Task brief: Output each entry verbatim.

......

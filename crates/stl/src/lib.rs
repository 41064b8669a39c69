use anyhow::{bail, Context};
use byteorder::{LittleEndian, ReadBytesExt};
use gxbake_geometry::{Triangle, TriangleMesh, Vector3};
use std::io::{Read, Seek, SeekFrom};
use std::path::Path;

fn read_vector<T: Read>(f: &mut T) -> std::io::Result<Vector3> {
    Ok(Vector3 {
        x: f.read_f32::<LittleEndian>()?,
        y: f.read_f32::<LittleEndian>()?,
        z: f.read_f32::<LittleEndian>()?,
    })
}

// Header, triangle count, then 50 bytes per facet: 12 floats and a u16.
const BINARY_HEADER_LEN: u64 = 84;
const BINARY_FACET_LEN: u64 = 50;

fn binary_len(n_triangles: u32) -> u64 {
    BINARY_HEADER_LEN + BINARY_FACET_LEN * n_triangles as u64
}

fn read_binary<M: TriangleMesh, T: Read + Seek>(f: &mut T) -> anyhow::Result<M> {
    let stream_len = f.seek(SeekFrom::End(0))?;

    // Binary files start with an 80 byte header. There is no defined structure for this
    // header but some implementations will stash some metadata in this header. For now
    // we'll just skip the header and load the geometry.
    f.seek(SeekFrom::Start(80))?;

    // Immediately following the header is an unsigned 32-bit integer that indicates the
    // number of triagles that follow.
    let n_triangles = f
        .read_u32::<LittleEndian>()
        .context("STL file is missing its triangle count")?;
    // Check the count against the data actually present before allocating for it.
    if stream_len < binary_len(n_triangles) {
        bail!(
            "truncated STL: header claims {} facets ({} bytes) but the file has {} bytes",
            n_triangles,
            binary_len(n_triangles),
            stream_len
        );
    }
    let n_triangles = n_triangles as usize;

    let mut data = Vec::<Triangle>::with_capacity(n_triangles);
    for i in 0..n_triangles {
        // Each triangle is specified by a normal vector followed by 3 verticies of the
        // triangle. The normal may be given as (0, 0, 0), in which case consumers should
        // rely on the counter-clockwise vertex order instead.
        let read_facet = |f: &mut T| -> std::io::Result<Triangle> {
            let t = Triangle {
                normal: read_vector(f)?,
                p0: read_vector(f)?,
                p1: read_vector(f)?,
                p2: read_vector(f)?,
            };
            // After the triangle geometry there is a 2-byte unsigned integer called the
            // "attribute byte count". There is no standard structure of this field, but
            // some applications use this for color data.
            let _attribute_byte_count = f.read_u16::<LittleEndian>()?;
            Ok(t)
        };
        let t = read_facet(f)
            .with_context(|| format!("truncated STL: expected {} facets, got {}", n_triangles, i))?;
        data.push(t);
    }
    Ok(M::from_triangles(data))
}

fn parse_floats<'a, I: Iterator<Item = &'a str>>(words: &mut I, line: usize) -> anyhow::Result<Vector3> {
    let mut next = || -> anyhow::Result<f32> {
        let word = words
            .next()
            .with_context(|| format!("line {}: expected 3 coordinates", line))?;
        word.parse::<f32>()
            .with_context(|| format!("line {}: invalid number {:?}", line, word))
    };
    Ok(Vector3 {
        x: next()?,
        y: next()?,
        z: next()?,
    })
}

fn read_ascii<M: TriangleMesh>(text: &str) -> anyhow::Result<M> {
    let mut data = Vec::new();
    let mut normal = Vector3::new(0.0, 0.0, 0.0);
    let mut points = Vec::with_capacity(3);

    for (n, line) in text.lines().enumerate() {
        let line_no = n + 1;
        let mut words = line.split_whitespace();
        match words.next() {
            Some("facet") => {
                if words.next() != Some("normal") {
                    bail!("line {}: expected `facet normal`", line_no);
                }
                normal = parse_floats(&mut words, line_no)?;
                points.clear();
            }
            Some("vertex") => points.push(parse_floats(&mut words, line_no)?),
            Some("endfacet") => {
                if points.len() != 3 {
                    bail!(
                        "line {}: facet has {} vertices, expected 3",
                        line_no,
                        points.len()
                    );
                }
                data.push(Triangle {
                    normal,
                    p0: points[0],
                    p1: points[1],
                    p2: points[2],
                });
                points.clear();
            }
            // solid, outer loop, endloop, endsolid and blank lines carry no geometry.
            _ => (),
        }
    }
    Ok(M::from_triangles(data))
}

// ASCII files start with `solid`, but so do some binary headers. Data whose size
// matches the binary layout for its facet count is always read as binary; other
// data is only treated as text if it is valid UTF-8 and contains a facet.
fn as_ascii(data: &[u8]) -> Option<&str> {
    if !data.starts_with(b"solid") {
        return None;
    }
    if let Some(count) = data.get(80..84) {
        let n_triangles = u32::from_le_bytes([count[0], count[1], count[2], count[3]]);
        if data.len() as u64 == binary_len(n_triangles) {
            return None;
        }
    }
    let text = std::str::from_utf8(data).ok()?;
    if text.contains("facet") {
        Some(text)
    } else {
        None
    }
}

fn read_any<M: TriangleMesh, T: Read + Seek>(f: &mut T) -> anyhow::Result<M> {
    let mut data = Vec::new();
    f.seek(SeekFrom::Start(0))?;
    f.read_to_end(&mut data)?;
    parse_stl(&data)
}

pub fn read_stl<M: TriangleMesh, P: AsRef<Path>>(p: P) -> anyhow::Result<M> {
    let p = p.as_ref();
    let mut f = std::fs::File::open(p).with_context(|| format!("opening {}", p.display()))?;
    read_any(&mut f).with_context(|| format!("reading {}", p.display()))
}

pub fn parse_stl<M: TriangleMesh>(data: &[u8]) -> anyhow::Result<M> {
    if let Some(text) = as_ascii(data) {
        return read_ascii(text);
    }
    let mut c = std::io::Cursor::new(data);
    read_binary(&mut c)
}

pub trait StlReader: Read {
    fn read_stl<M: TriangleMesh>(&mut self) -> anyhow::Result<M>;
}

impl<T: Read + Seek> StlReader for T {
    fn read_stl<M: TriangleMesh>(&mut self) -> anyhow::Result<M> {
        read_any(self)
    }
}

......

Response:
filename crates/stl/src/lib.rs
repository 41064b8669a39c69
use anyhow::{bail, Context};
use byteorder::{LittleEndian, ReadBytesExt};
use gxbake_geometry::{Triangle, TriangleMesh, Vector3};
use std::io::{Read, Seek, SeekFrom};
use std::path::Path;

fn read_vector<T: Read>(f: &mut T) -> std::io::Result<Vector3> {
    Ok(Vector3 {
        x: f.read_f32::<LittleEndian>()?,
        y: f.read_f32::<LittleEndian>()?,
        z: f.read_f32::<LittleEndian>()?,
    })
}

// Header, triangle count, then 50 bytes per facet: 12 floats and a u16.
const BINARY_HEADER_LEN: u64 = 84;
const BINARY_FACET_LEN: u64 = 50;

fn binary_len(n_triangles: u32) -> u64 {
    BINARY_HEADER_LEN + BINARY_FACET_LEN * n_triangles as u64
}

fn read_binary<M: TriangleMesh, T: Read + Seek>(f: &mut T) -> anyhow::Result<M> {
    let stream_len = f.seek(SeekFrom::End(0))?;

    // Binary files start with an 80 byte header. There is no defined structure for this
    // header but some implementations will stash some metadata in this header. For now
    // we'll just skip the header and load the geometry.
    f.seek(SeekFrom::Start(80))?;

    // Immediately following the header is an unsigned 32-bit integer that indicates the
    // number of triagles that follow.
    let n_triangles = f
        .read_u32::<LittleEndian>()
        .context("STL file is missing its triangle count")?;
    // Check the count against the data actually present before allocating for it.
    if stream_len < binary_len(n_triangles) {
        bail!(
            "truncated STL: header claims {} facets ({} bytes) but the file has {} bytes",
            n_triangles,
            binary_len(n_triangles),
            stream_len
        );
    }
    let n_triangles = n_triangles as usize;

    let mut data = Vec::<Triangle>::with_capacity(n_triangles);
    for i in 0..n_triangles {
        // Each triangle is specified by a normal vector followed by 3 verticies of the
        // triangle. The normal may be given as (0, 0, 0), in which case consumers should
        // rely on the counter-clockwise vertex order instead.
        let read_facet = |f: &mut T| -> std::io::Result<Triangle> {
            let t = Triangle {
                normal: read_vector(f)?,
                p0: read_vector(f)?,
                p1: read_vector(f)?,
                p2: read_vector(f)?,
            };
            // After the triangle geometry there is a 2-byte unsigned integer called the
            // "attribute byte count". There is no standard structure of this field, but
            // some applications use this for color data.
            let _attribute_byte_count = f.read_u16::<LittleEndian>()?;
            Ok(t)
        };
        let t = read_facet(f)
            .with_context(|| format!("truncated STL: expected {} facets, got {}", n_triangles, i))?;
        data.push(t);
    }
    Ok(M::from_triangles(data))
}

fn parse_floats<'a, I: Iterator<Item = &'a str>>(words: &mut I, line: usize) -> anyhow::Result<Vector3> {
    let mut next = || -> anyhow::Result<f32> {
        let word = words
            .next()
            .with_context(|| format!("line {}: expected 3 coordinates", line))?;
        word.parse::<f32>()
            .with_context(|| format!("line {}: invalid number {:?}", line, word))
    };
    Ok(Vector3 {
        x: next()?,
        y: next()?,
        z: next()?,
    })
}

fn read_ascii<M: TriangleMesh>(text: &str) -> anyhow::Result<M> {
    let mut data = Vec::new();
    let mut normal = Vector3::new(0.0, 0.0, 0.0);
    let mut points = Vec::with_capacity(3);

    for (n, line) in text.lines().enumerate() {
        let line_no = n + 1;
        let mut words = line.split_whitespace();
        match words.next() {
            Some("facet") => {
                if words.next() != Some("normal") {
                    bail!("line {}: expected `facet normal`", line_no);
                }
                normal = parse_floats(&mut words, line_no)?;
                points.clear();
            }
            Some("vertex") => points.push(parse_floats(&mut words, line_no)?),
            Some("endfacet") => {
                if points.len() != 3 {
                    bail!(
                        "line {}: facet has {} vertices, expected 3",
                        line_no,
                        points.len()
                    );
                }
                data.push(Triangle {
                    normal,
                    p0: points[0],
                    p1: points[1],
                    p2: points[2],
                });
                points.clear();
            }
            // solid, outer loop, endloop, endsolid and blank lines carry no geometry.
            _ => (),
        }
    }
    Ok(M::from_triangles(data))
}

// ASCII files start with `solid`, but so do some binary headers. Data whose size
// matches the binary layout for its facet count is always read as binary; other
// data is only treated as text if it is valid UTF-8 and contains a facet.
fn as_ascii(data: &[u8]) -> Option<&str> {
    if !data.starts_with(b"solid") {
        return None;
    }
    if let Some(count) = data.get(80..84) {
        let n_triangles = u32::from_le_bytes([count[0], count[1], count[2], count[3]]);
        if data.len() as u64 == binary_len(n_triangles) {
            return None;
        }
    }
    let text = std::str::from_utf8(data).ok()?;
    if text.contains("facet") {
        Some(text)
    } else {
        None
    }
}

fn read_any<M: TriangleMesh, T: Read + Seek>(f: &mut T) -> anyhow::Result<M> {
    let mut data = Vec::new();
    f.seek(SeekFrom::Start(0))?;
    f.read_to_end(&mut data)?;
    parse_stl(&data)
}

pub fn read_stl<M: TriangleMesh, P: AsRef<Path>>(p: P) -> anyhow::Result<M> {
    let p = p.as_ref();
    let mut f = std::fs::File::open(p).with_context(|| format!("opening {}", p.display()))?;
    read_any(&mut f).with_context(|| format!("reading {}", p.display()))
}

pub fn parse_stl<M: TriangleMesh>(data: &[u8]) -> anyhow::Result<M> {
    if let Some(text) = as_ascii(data) {
        return read_ascii(text);
    }
    let mut c = std::io::Cursor::new(data);
    read_binary(&mut c)
}

pub trait StlReader: Read {
    fn read_stl<M: TriangleMesh>(&mut self) -> anyhow::Result<M>;
}

impl<T: Read + Seek> StlReader for T {
    fn read_stl<M: TriangleMesh>(&mut self) -> anyhow::Result<M> {
        read_any(self)
    }
}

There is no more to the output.